En la tierra no se puede escapar al sufrimiento; pero aquél que se haya abandonado a la voluntad de Dios lo soportará fácilmente. El ve los sufrimientos, pero espera en Dios, y los sufrimientos pasan.
Cuando la Madre de Dios permanecía al pie de la Cruz, su sufrimiento era inconcebiblemente grande, porque ella amaba a su Hijo más de lo que se puede uno imaginar. Y sabemos que cuanto más se ama, más grande es también el sufrimiento. Como ser humano, la Madre de Dios no hubiera podido soportar su dolor, pero se abandonó a la voluntad de Dios, y el Espíritu Santo la reconfortó y le dio la fuerza para soportar este sufrimiento.

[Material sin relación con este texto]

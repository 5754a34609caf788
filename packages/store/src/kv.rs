//! # Key-value persistence — the durable local store
//!
//! Everything the application keeps between runs goes through the
//! [`KeyValueStore`] trait: a synchronous, string-keyed, string-valued map with
//! the same shape as the browser's `localStorage`. The state crate writes two
//! records into it (`"user"` and `"notes"`, see [`crate::config::StorageConfig`]),
//! each one a JSON document that is replaced as a whole on every write.
//!
//! ## Implementations
//!
//! | Type | Backend | Used by |
//! |------|---------|---------|
//! | [`crate::MemoryStore`] | `HashMap` behind a shared mutex | tests, hosts without persistence |
//! | [`crate::FileStore`] | one JSON file per key, atomic rename on write | desktop / native |
//! | `LocalStore` | `window.localStorage` | web (`wasm32` + `web` feature) |
//!
//! ## Errors
//!
//! Reads never fail: a missing or unreadable record is `None`, and the caller
//! decides what an absent record means. Writes and removals report a
//! [`StoreError`] so the caller can keep its in-memory state untouched when a
//! record could not be persisted.

use thiserror::Error;

/// Errors raised by a [`KeyValueStore`] write or removal.
#[derive(Debug, Error)]
pub enum StoreError {
    #[error("storage I/O failed: {0}")]
    Io(#[from] std::io::Error),

    #[error("invalid storage key: {0:?}")]
    InvalidKey(String),

    #[error("storage backend unavailable: {0}")]
    Backend(String),
}

/// Synchronous string key-value persistence.
pub trait KeyValueStore: Send + Sync {
    /// Read the record stored under `key`.
    fn get(&self, key: &str) -> Option<String>;

    /// Replace the record stored under `key`.
    fn set(&self, key: &str, value: &str) -> Result<(), StoreError>;

    /// Delete the record stored under `key`. Removing an absent key is not an error.
    fn remove(&self, key: &str) -> Result<(), StoreError>;
}

impl<T: KeyValueStore + ?Sized> KeyValueStore for std::sync::Arc<T> {
    fn get(&self, key: &str) -> Option<String> {
        (**self).get(key)
    }

    fn set(&self, key: &str, value: &str) -> Result<(), StoreError> {
        (**self).set(key, value)
    }

    fn remove(&self, key: &str) -> Result<(), StoreError> {
        (**self).remove(key)
    }
}

/// Check that a key is usable as a file name on every backend.
pub fn validate_key(key: &str) -> Result<(), StoreError> {
    let valid = !key.is_empty()
        && key
            .chars()
            .all(|c| c.is_ascii_alphanumeric() || c == '_' || c == '-');
    if valid {
        Ok(())
    } else {
        Err(StoreError::InvalidKey(key.to_string()))
    }
}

Observad a aquél que ama su propia voluntad; jamás tiene paz en el alma, y está siempre insatisfecho y descontento. Pero aquél que se ha abandonado enteramente a la voluntad de Dios, recibe el don de la plegaria pura.
Así se abandonó a Dios la Santísima Virgen: "He aquí la esclava del Señor, hágase en mí según tu palabra". Y si, de igual modo, dijéramos: "Yo soy tu servidor; hágase tu voluntad", las palabras del Señor, escritas por el Espíritu Santo en el Evangelio, permanecerían en nuestras almas, y el mundo entero se colmaría con el amor de Dios. ¡Cómo sería de maravillosa la vida sobre la tierra! Aunque las palabras del Señor sean escuchadas en el mundo entero después de tantos siglos, los hombres no las comprenden y no quieren aceptarlas. Pero aquél que vive según la voluntad de Dios será glorificado en el Cielo y en la tierra.

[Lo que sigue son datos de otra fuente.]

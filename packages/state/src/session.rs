//! # Session store — who is logged in
//!
//! [`SessionStore`] owns the current [`User`] and the [`AuthStatus`] gate that
//! decides whether protected views are reachable. Authentication is a local
//! mock: any non-empty credentials are accepted after a simulated round trip
//! of [`AuthConfig::latency`](store::config::AuthConfig::latency).
//!
//! ## Lifecycle
//!
//! | Operation | Status after success | Persisted `user` record |
//! |-----------|----------------------|-------------------------|
//! | [`restore`](SessionStore::restore) | `Authenticated` if a valid record exists, else `Unauthenticated` | unchanged, or cleared when malformed |
//! | [`login`](SessionStore::login) / [`signup`](SessionStore::signup) | `Authenticated` | new user |
//! | [`update_profile`](SessionStore::update_profile) | `Authenticated` | patched user |
//! | [`logout`](SessionStore::logout) | `Unauthenticated` | removed |
//!
//! The status starts as `Loading` and never returns to it.
//!
//! ## Failures
//!
//! Every failure is reported twice: as a destructive [`Notification`] and as the
//! returned [`SessionError`], so a form can stay open on error. A failed
//! operation leaves status, user and the persisted record as they were.
//!
//! ## Concurrency
//!
//! `login`, `signup` and `update_profile` suspend for the simulated latency.
//! [`is_loading`](SessionStore::is_loading) is true while at least one of them
//! is pending. Overlapping calls are not serialised: the one that completes
//! last wins. On native targets the delay uses `tokio::time`, so these futures
//! must be polled inside a Tokio runtime.

use std::sync::atomic::{AtomicUsize, Ordering};
use std::sync::{Mutex, MutexGuard, PoisonError};
use std::time::Duration;

use store::{AppConfig, AuthStatus, KeyValueStore, User};

use crate::error::SessionError;
use crate::notify::Notification;
use crate::observe::{Observers, Subscription};
use crate::services::Services;
use crate::views::display_name_from_email;

/// Change events emitted by [`SessionStore`].
#[derive(Clone, Debug, PartialEq, Eq)]
pub enum SessionEvent {
    Restored(AuthStatus),
    LoggedIn(User),
    SignedUp(User),
    ProfileUpdated(User),
    LoggedOut,
}

#[derive(Debug, Default)]
struct SessionState {
    user: Option<User>,
    status: AuthStatus,
}

pub struct SessionStore<S: KeyValueStore> {
    kv: S,
    key: String,
    latency: Duration,
    services: Services,
    state: Mutex<SessionState>,
    pending: AtomicUsize,
    observers: Observers<SessionEvent>,
}

impl<S: KeyValueStore> SessionStore<S> {
    pub fn new(kv: S, config: &AppConfig, services: Services) -> Self {
        Self {
            kv,
            key: config.storage.user_key.clone(),
            latency: config.auth.latency(),
            services,
            state: Mutex::new(SessionState::default()),
            pending: AtomicUsize::new(0),
            observers: Observers::new(),
        }
    }

    pub fn status(&self) -> AuthStatus {
        self.lock().status
    }

    pub fn current_user(&self) -> Option<User> {
        self.lock().user.clone()
    }

    pub fn user_id(&self) -> Option<String> {
        self.lock().user.as_ref().map(|u| u.id.clone())
    }

    /// True while a login, signup or profile update is in flight.
    pub fn is_loading(&self) -> bool {
        self.pending.load(Ordering::SeqCst) > 0
    }

    pub fn subscribe(
        &self,
        callback: impl Fn(&SessionEvent) + Send + Sync + 'static,
    ) -> Subscription {
        self.observers.subscribe(callback)
    }

    /// Load the persisted session, if any. Called once at startup.
    pub fn restore(&self) -> AuthStatus {
        let restored = match self.kv.get(&self.key) {
            None => None,
            Some(raw) => match serde_json::from_str::<User>(&raw) {
                Ok(user) => Some(user),
                Err(e) => {
                    tracing::warn!(error = %e, "malformed session record, clearing it");
                    if let Err(e) = self.kv.remove(&self.key) {
                        tracing::warn!(error = %e, "failed to clear malformed session record");
                    }
                    None
                }
            },
        };

        let status = {
            let mut state = self.lock();
            state.status = if restored.is_some() {
                AuthStatus::Authenticated
            } else {
                AuthStatus::Unauthenticated
            };
            state.user = restored;
            state.status
        };
        tracing::info!(?status, "session restored");
        self.observers.emit(&SessionEvent::Restored(status));
        status
    }

    /// Log in with an email and password. Both must be non-empty; nothing else
    /// is checked.
    pub async fn login(&self, email: &str, password: &str) -> Result<User, SessionError> {
        let result = self
            .authenticate(|| {
                if email.is_empty() || password.is_empty() {
                    return Err(SessionError::InvalidCredentials);
                }
                Ok(User {
                    id: self.services.random.id(),
                    email: email.to_string(),
                    name: display_name_from_email(email).to_string(),
                    avatar: None,
                })
            })
            .await;

        match &result {
            Ok(user) => {
                self.notify(Notification::info(
                    "Login successful",
                    format!("Welcome back, {}!", user.name),
                ));
                self.observers.emit(&SessionEvent::LoggedIn(user.clone()));
            }
            Err(e) => {
                tracing::warn!(error = %e, "login failed");
                self.notify(Notification::failure(
                    "Login failed",
                    "Please check your credentials and try again.",
                ));
            }
        }
        result
    }

    /// Create an account. Name, email and password must all be non-empty.
    pub async fn signup(
        &self,
        name: &str,
        email: &str,
        password: &str,
    ) -> Result<User, SessionError> {
        let result = self
            .authenticate(|| {
                if name.is_empty() || email.is_empty() || password.is_empty() {
                    return Err(SessionError::InvalidCredentials);
                }
                Ok(User {
                    id: self.services.random.id(),
                    email: email.to_string(),
                    name: name.to_string(),
                    avatar: None,
                })
            })
            .await;

        match &result {
            Ok(user) => {
                self.notify(Notification::info(
                    "Account created",
                    format!("Welcome to ChromaCards, {}!", user.name),
                ));
                self.observers.emit(&SessionEvent::SignedUp(user.clone()));
            }
            Err(e) => {
                tracing::warn!(error = %e, "signup failed");
                self.notify(Notification::failure(
                    "Signup failed",
                    "Please check your information and try again.",
                ));
            }
        }
        result
    }

    /// Change the display name and avatar of the session user.
    pub async fn update_profile(
        &self,
        name: &str,
        avatar: Option<String>,
    ) -> Result<User, SessionError> {
        let result = async {
            let _pending = Pending::enter(&self.pending);
            simulate_latency(self.latency).await;

            let name = name.trim();
            if name.is_empty() {
                return Err(SessionError::InvalidProfile("name must not be empty"));
            }
            let mut user = self.current_user().ok_or(SessionError::NotAuthenticated)?;
            user.name = name.to_string();
            user.avatar = avatar;

            self.commit(user)
        }
        .await;

        match &result {
            Ok(user) => {
                self.notify(Notification::info(
                    "Profile updated",
                    "Your profile has been updated successfully.",
                ));
                self.observers
                    .emit(&SessionEvent::ProfileUpdated(user.clone()));
            }
            Err(e) => {
                tracing::warn!(error = %e, "profile update failed");
                self.notify(Notification::failure(
                    "Profile update failed",
                    e.to_string(),
                ));
            }
        }
        result
    }

    /// End the session. Safe to call without one.
    pub fn logout(&self) {
        if let Err(e) = self.kv.remove(&self.key) {
            tracing::warn!(error = %e, "failed to remove session record");
        }
        {
            let mut state = self.lock();
            state.user = None;
            state.status = AuthStatus::Unauthenticated;
        }
        tracing::info!("logged out");
        self.notify(Notification::info(
            "Logged out",
            "You have been successfully logged out.",
        ));
        self.observers.emit(&SessionEvent::LoggedOut);
    }

    async fn authenticate(
        &self,
        make_user: impl FnOnce() -> Result<User, SessionError>,
    ) -> Result<User, SessionError> {
        let _pending = Pending::enter(&self.pending);
        simulate_latency(self.latency).await;
        let user = make_user()?;
        self.commit(user)
    }

    /// Persist `user`, then make it the session user.
    fn commit(&self, user: User) -> Result<User, SessionError> {
        let raw = serde_json::to_string(&user)?;
        self.kv.set(&self.key, &raw)?;

        let mut state = self.lock();
        state.user = Some(user.clone());
        state.status = AuthStatus::Authenticated;
        tracing::info!(user_id = %user.id, "session started");
        Ok(user)
    }

    fn notify(&self, notification: Notification) {
        self.services.notifier.notify(notification);
    }

    fn lock(&self) -> MutexGuard<'_, SessionState> {
        self.state.lock().unwrap_or_else(PoisonError::into_inner)
    }
}

/// Read access to the session user's id, used to stamp note ownership.
pub trait CurrentUser: Send + Sync {
    fn user_id(&self) -> Option<String>;
}

impl<S: KeyValueStore> CurrentUser for SessionStore<S> {
    fn user_id(&self) -> Option<String> {
        SessionStore::user_id(self)
    }
}

/// Counts an in-flight operation for as long as it is alive.
struct Pending<'a>(&'a AtomicUsize);

impl<'a> Pending<'a> {
    fn enter(counter: &'a AtomicUsize) -> Self {
        counter.fetch_add(1, Ordering::SeqCst);
        Self(counter)
    }
}

impl Drop for Pending<'_> {
    fn drop(&mut self) {
        self.0.fetch_sub(1, Ordering::SeqCst);
    }
}

async fn simulate_latency(latency: Duration) {
    if latency.is_zero() {
        return;
    }
    #[cfg(target_arch = "wasm32")]
    gloo_timers::future::sleep(latency).await;
    #[cfg(not(target_arch = "wasm32"))]
    tokio::time::sleep(latency).await;
}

El que se ha abandonado a la voluntad de Dios no se ocupa más que de Dios. La gracia divina lo ayuda a permanecer continuamente en la oración. Aunque trabaje o hable, su alma está en Dios; y porque se entrega a la voluntad divina, el Señor cuida de él con solicitud.

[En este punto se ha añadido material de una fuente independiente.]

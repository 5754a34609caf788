pub mod config;
pub mod kv;
pub mod models;

mod memory;
pub use memory::MemoryStore;

#[cfg(not(target_arch = "wasm32"))]
mod file_store;
#[cfg(not(target_arch = "wasm32"))]
pub use file_store::FileStore;

#[cfg(all(target_arch = "wasm32", feature = "web"))]
mod local;
#[cfg(all(target_arch = "wasm32", feature = "web"))]
pub use local::LocalStore;

pub use config::{AppConfig, ConfigError};
pub use kv::{KeyValueStore, StoreError};
pub use models::{AuthStatus, Note, NoteDraft, NotePatch, User};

Una tradición cuenta que en la ruta hacia Egipto, la Sagrada Familia encontró un bandido y que éste no le hizo ningún daño. Al ver al Niño, dijo que si Dios se había encarnado, no podía ser más bello que ese Niño. Y los dejó seguir en paz. Es sorprendente que un bandido, que de costumbre, al igual que una bestia feroz, no perdona a nadie, no haya maltratado a la Sagrada Familia. Al ver al Niño y a su dulce Madre, el alma del bandido se enterneció y la gracia divina lo tocó.
Se produjo lo mismo con las bestias feroces que, al ver a los mártires o a los hombres santos, se volvieron apacibles y no les hicieron ningún daño. Hasta los demonios temen al alma humilde y dulce; ella prevalece sobre ellos por la obediencia, el ayuno y la oración.
Otro hecho asombroso: el bandido tuvo piedad de Cristo Niño, pero los grandes sacerdotes y los ancianos lo entregaron a Pilatos para crucificarlo. Y esto es porque no oraron y no pidieron al Señor que los iluminara sobre lo que debían hacer y cómo debían proceder.
De esta manera y muy frecuentemente, los jefes y los otros hombres buscan el bien, pero no saben dónde está; no saben que está en Dios, y que está dado por Dios. Hay que orar siempre, para que el Señor nos haga comprender lo que debemos hacer. El Señor no nos dejará seguir el mal camino. David no preguntó al Señor: "¿Está bien que tome la mujer de Urías?" Y cayó en el pecado de asesinato y adulterio.
Fue igual para todos los santos que cometieron pecados; caían en el pecado porque no rezaban al Señor para que los ayudara y los iluminara. San Serafín de Sarov dijo: "Cuando hablaba fundándome en mi propia inteligencia, se producían errores". Pero ciertos errores provienen de nuestra imperfección y no son pecados; lo vemos hasta en la Madre de Dios. Dice el Evangelio que cuando dejó Jerusalén en compañía de José, pensaba que su Hijo iba en camino con los parientes o con los conocidos. Y no es sino al cabo de tres días de búsqueda que lo encontraron en el Templo de Jerusalén conversando con los doctores (Lc. 2, 44-46).